**SUPPLIED RECORDS:**

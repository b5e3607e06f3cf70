//! Pure tic-tac-toe logic.
//!
//! Two stateless entry points:
//!
//! - [`evaluate`] decides whether a board is won, drawn or still open.
//! - [`select_move`] picks the computer's next cell for a difficulty level.
//!
//! Callers own the game state; both functions take a [`Board`] snapshot and
//! never change it.
//!
//! ```
//! use blossom_tictactoe::{Board, Difficulty, Outcome, Player, evaluate, select_move};
//! use rand::SeedableRng;
//!
//! let board: Board = "XX.|OO.|...".parse()?;
//! let mut rng = rand::rngs::StdRng::seed_from_u64(1);
//! let pos = select_move(&board, Difficulty::Hard, &mut rng)?;
//! assert_eq!(pos, 5);
//!
//! let next = board.with_move(pos, Player::O)?;
//! assert_eq!(
//!     evaluate(&next),
//!     Some(Outcome::Win { winner: Player::O, line: [3, 4, 5] })
//! );
//! # Ok::<(), blossom_tictactoe::TicTacToeError>(())
//! ```

#![warn(missing_docs)]
#![forbid(unsafe_code)]

mod difficulty;
mod error;
mod opponent;
mod position;
mod rules;
mod types;

pub use difficulty::Difficulty;
pub use error::{TicTacToeError, TicTacToeErrorKind};
pub use opponent::{COMPUTER, select_move, select_move_as};
pub use position::Position;
pub use rules::{
    CENTER, CORNERS, Line, Outcome, WINNING_LINES, check_winner, evaluate, is_draw, is_full,
};
pub use types::{Board, CELL_COUNT, Player, Square};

**WHAT NEEDS TO BE DONE:** Working from the entries above, filter out every line that lacks "Outcome" and copy what remains.

**YOUR RESPONSE:**
//! use blossom_tictactoe::{Board, Difficulty, Outcome, Player, evaluate, select_move};
//!     Some(Outcome::Win { winner: Player::O, line: [3, 4, 5] })
    CENTER, CORNERS, Line, Outcome, WINNING_LINES, check_winner, evaluate, is_draw, is_full,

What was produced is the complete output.